↓

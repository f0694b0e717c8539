use std::sync::Arc;
use tether3d::collision::{Collidable, CompoundCollidable, ContactEventManagers};
use tether3d::compound_helper::{
    create_partial_compound_collidable, remove_child_from_compound_entity, split_compound,
    split_compound_entities, split_compound_into_new, CompoundError,
};
use tether3d::dynamics::{Entity, EntitySet};
use tether3d::math::{Matrix, Point, Real, RigidTransform, Vector};
use tether3d::shape::{CompoundShape, CompoundShapeEntry, SharedShape};

/// Four unit cubes at `x = 0, 2, 4, 6` with the weights `1, 2, 3, 4`.
///
/// The center of mass is at `x = 4`.
fn weighted_row() -> Arc<CompoundShape> {
    let entries = (0..4)
        .map(|i| {
            CompoundShapeEntry::new(
                SharedShape::cuboid(0.5, 0.5, 0.5),
                RigidTransform::from_position(Vector::new(2.0 * i as Real, 0.0, 0.0)),
                (i + 1) as Real,
            )
        })
        .collect();
    Arc::new(CompoundShape::new(entries).unwrap())
}

fn spinning_body(entities: &mut EntitySet) -> tether3d::dynamics::EntityHandle {
    let mut body = Entity::new_dynamic(Vector::new(4.0, 0.0, 0.0), 10.0, Matrix::identity());
    body.set_linear_velocity(Vector::new(1.0, 0.0, 0.0));
    body.set_angular_velocity(Vector::new(0.0, 0.0, 0.5));
    entities.insert(body)
}

#[test]
fn split_conserves_weight_center_and_momentum() {
    let shape = weighted_row();
    let contributions = shape.compute_child_contributions();
    let mut events = ContactEventManagers::new();
    let mut entities = EntitySet::new();
    let handle = spinning_body(&mut entities);

    let mut compound = CompoundCollidable::new(shape.clone());
    compound.set_entity(Some(handle));
    let momentum = entities[handle].linear_momentum();

    let (new_compound, new_handle, result) = split_compound_into_new(
        |child| child.shape_index() >= 2,
        &mut compound,
        &mut entities,
        &contributions,
        &mut events,
    )
    .unwrap()
    .unwrap();

    approx::assert_relative_eq!(result.a.weight + result.b.weight, shape.total_weight());
    let weighted_center = (result.a.center().coords * result.a.weight
        + result.b.center().coords * result.b.weight)
        / (result.a.weight + result.b.weight);
    approx::assert_relative_eq!(weighted_center, result.original_center.coords, epsilon = 1.0e-5);
    approx::assert_relative_eq!(result.original_center, Point::new(4.0, 0.0, 0.0), epsilon = 1.0e-5);

    let (a, b) = (&entities[handle], &entities[new_handle]);
    approx::assert_relative_eq!(a.mass(), 3.0, epsilon = 1.0e-5);
    approx::assert_relative_eq!(b.mass(), 7.0, epsilon = 1.0e-5);
    approx::assert_relative_eq!(a.position(), Vector::new(4.0 / 3.0, 0.0, 0.0), epsilon = 1.0e-5);
    approx::assert_relative_eq!(b.position(), Vector::new(36.0 / 7.0, 0.0, 0.0), epsilon = 1.0e-5);
    approx::assert_relative_eq!(
        a.linear_momentum() + b.linear_momentum(),
        momentum,
        epsilon = 1.0e-4
    );

    // The children did not move.
    assert_eq!(compound.len(), 2);
    assert_eq!(new_compound.len(), 2);
    approx::assert_relative_eq!(compound.bounding_box().mins.x, -0.5, epsilon = 1.0e-5);
    approx::assert_relative_eq!(compound.bounding_box().maxs.x, 2.5, epsilon = 1.0e-5);
    approx::assert_relative_eq!(new_compound.bounding_box().mins.x, 3.5, epsilon = 1.0e-5);
    approx::assert_relative_eq!(new_compound.bounding_box().maxs.x, 6.5, epsilon = 1.0e-5);
    assert_eq!(new_compound.entity_collidable().entity(), Some(new_handle));
}

#[test]
fn split_matching_nothing_changes_nothing() {
    let shape = weighted_row();
    let contributions = shape.compute_child_contributions();
    let mut events = ContactEventManagers::new();

    let (mut a, _) = create_partial_compound_collidable(shape.clone(), &[0, 1, 2]).unwrap();
    let (mut b, _) = create_partial_compound_collidable(shape, &[3]).unwrap();
    a.update_bounding_box_for_transform(&RigidTransform::identity());
    let tree = a.hierarchy().tree().clone();
    let indices: Vec<_> = a.shape_indices().collect();
    let local_position = a.entity_collidable().local_position;

    let result = split_compound(|_| false, &mut a, &mut b, &contributions, &mut events).unwrap();
    assert!(result.is_none());
    assert_eq!(a.hierarchy().tree(), &tree);
    assert_eq!(a.shape_indices().collect::<Vec<_>>(), indices);
    assert_eq!(a.entity_collidable().local_position, local_position);
    assert_eq!(b.len(), 1);

    assert_eq!(
        split_compound(|_| true, &mut a, &mut b, &contributions, &mut events).unwrap_err(),
        CompoundError::EmptyCompound
    );
    assert_eq!(a.hierarchy().tree(), &tree);
    assert_eq!(a.len(), 3);
}

#[test]
fn split_between_existing_compounds() {
    let shape = weighted_row();
    let contributions = shape.compute_child_contributions();
    let mut events = ContactEventManagers::new();

    let (mut a, _) = create_partial_compound_collidable(shape.clone(), &[0, 1, 2]).unwrap();
    let (mut b, _) = create_partial_compound_collidable(shape.clone(), &[3]).unwrap();
    let b_events = events.create();
    b.set_events(Some(b_events), &mut events);

    let result = split_compound(
        |child| child.shape_index() == 2,
        &mut a,
        &mut b,
        &contributions,
        &mut events,
    )
    .unwrap()
    .unwrap();

    approx::assert_relative_eq!(result.a.weight, 3.0);
    approx::assert_relative_eq!(result.b.weight, 7.0);
    // `b` already had the weight 4 before receiving the child of weight 3.
    approx::assert_relative_eq!(result.a.weight + (result.b.weight - 4.0), 6.0);
    approx::assert_relative_eq!(result.original_center.x, 8.0 / 3.0, epsilon = 1.0e-5);
    assert_eq!(b.hierarchy().tree().leaf_count(), 2);
    for child in b.children() {
        let handle = child.collidable.events().unwrap();
        assert_eq!(events.parent(handle), Some(b_events));
    }

    let other = Arc::new(CompoundShape::clone(&shape));
    let (mut c, _) = create_partial_compound_collidable(other, &[0]).unwrap();
    assert_eq!(
        split_compound(|_| true, &mut b, &mut c, &contributions, &mut events).unwrap_err(),
        CompoundError::ShapeMismatch
    );
}

#[test]
fn split_into_a_populated_body_conserves_mass_and_momentum() {
    let shape = weighted_row();
    let contributions = shape.compute_child_contributions();
    let mut events = ContactEventManagers::new();
    let mut entities = EntitySet::new();

    // Children 0, 1, 2 (weights 1, 2, 3) in a body of mass 6 centered on x = 8 / 3, and
    // child 3 (weight 4) in a body of mass 4 at rest on x = 6.
    let (mut a, _) = create_partial_compound_collidable(shape.clone(), &[0, 1, 2]).unwrap();
    let (mut b, _) = create_partial_compound_collidable(shape.clone(), &[3]).unwrap();
    let mut body_a = Entity::new_dynamic(Vector::new(8.0 / 3.0, 0.0, 0.0), 6.0, Matrix::identity());
    body_a.set_linear_velocity(Vector::new(1.0, 0.0, 0.0));
    let a_handle = entities.insert(body_a);
    let b_handle = entities.insert(Entity::new_dynamic(
        Vector::new(6.0, 0.0, 0.0),
        4.0,
        Matrix::identity(),
    ));
    a.set_entity(Some(a_handle));
    b.set_entity(Some(b_handle));
    let momentum = entities[a_handle].linear_momentum() + entities[b_handle].linear_momentum();

    let result = split_compound_entities(
        |child| child.shape_index() == 2,
        &mut a,
        &mut b,
        &mut entities,
        &contributions,
        &mut events,
    )
    .unwrap()
    .unwrap();
    approx::assert_relative_eq!(result.b.weight, 7.0);

    // Child 2 takes half of the mass of its body along.
    let (body_a, body_b) = (&entities[a_handle], &entities[b_handle]);
    approx::assert_relative_eq!(body_a.mass(), 3.0, epsilon = 1.0e-5);
    approx::assert_relative_eq!(body_b.mass(), 7.0, epsilon = 1.0e-5);
    approx::assert_relative_eq!(body_a.mass() + body_b.mass(), 10.0, epsilon = 1.0e-5);

    approx::assert_relative_eq!(body_a.position(), Vector::new(4.0 / 3.0, 0.0, 0.0), epsilon = 1.0e-5);
    approx::assert_relative_eq!(body_b.position(), Vector::new(36.0 / 7.0, 0.0, 0.0), epsilon = 1.0e-5);
    approx::assert_relative_eq!(body_a.linear_velocity(), Vector::new(1.0, 0.0, 0.0), epsilon = 1.0e-5);
    approx::assert_relative_eq!(body_b.linear_velocity(), Vector::new(3.0 / 7.0, 0.0, 0.0), epsilon = 1.0e-5);
    approx::assert_relative_eq!(
        body_a.linear_momentum() + body_b.linear_momentum(),
        momentum,
        epsilon = 1.0e-4
    );
    approx::assert_relative_eq!(body_b.angular_velocity(), Vector::zeros(), epsilon = 1.0e-5);

    approx::assert_relative_eq!(b.bounding_box().mins.x, 3.5, epsilon = 1.0e-5);
    approx::assert_relative_eq!(b.bounding_box().maxs.x, 6.5, epsilon = 1.0e-5);
}

#[test]
fn removal_shrinks_the_body() {
    let shape = weighted_row();
    let contributions = shape.compute_child_contributions();
    let mut events = ContactEventManagers::new();
    let mut entities = EntitySet::new();
    let handle = spinning_body(&mut entities);

    let mut compound = CompoundCollidable::new(shape);
    compound.set_entity(Some(handle));

    let result = remove_child_from_compound_entity(
        |child| child.shape_index() == 3,
        &mut compound,
        &mut entities,
        &contributions,
        &mut events,
    )
    .unwrap()
    .unwrap();

    assert_eq!(result.removed_children.len(), 1);
    assert_eq!(result.removed_children[0].collidable.entity(), None);
    approx::assert_relative_eq!(result.remaining.weight, 6.0);
    approx::assert_relative_eq!(result.removed.weight, 4.0);

    // The remaining center is at x = (0 * 1 + 2 * 2 + 4 * 3) / 6.
    let body = &entities[handle];
    approx::assert_relative_eq!(body.position(), Vector::new(8.0 / 3.0, 0.0, 0.0), epsilon = 1.0e-5);
    approx::assert_relative_eq!(body.mass(), 6.0, epsilon = 1.0e-5);
    approx::assert_relative_eq!(compound.bounding_box().mins.x, -0.5, epsilon = 1.0e-5);
    approx::assert_relative_eq!(compound.bounding_box().maxs.x, 4.5, epsilon = 1.0e-5);

    let nothing = remove_child_from_compound_entity(
        |child| child.shape_index() == 3,
        &mut compound,
        &mut entities,
        &contributions,
        &mut events,
    )
    .unwrap();
    assert!(nothing.is_none());
}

↑

Restate word for word the lines in the material above from the one with "let momentum = entities[a_handle].linear_momentum()" to the one with "approx::assert_relative_eq!(body_b.mass(), 7.0, epsilon"; both of those lines count, and nothing else does.

    let momentum = entities[a_handle].linear_momentum() + entities[b_handle].linear_momentum();

    let result = split_compound_entities(
        |child| child.shape_index() == 2,
        &mut a,
        &mut b,
        &mut entities,
        &contributions,
        &mut events,
    )
    .unwrap()
    .unwrap();
    approx::assert_relative_eq!(result.b.weight, 7.0);

    // Child 2 takes half of the mass of its body along.
    let (body_a, body_b) = (&entities[a_handle], &entities[b_handle]);
    approx::assert_relative_eq!(body_a.mass(), 3.0, epsilon = 1.0e-5);
    approx::assert_relative_eq!(body_b.mass(), 7.0, epsilon = 1.0e-5);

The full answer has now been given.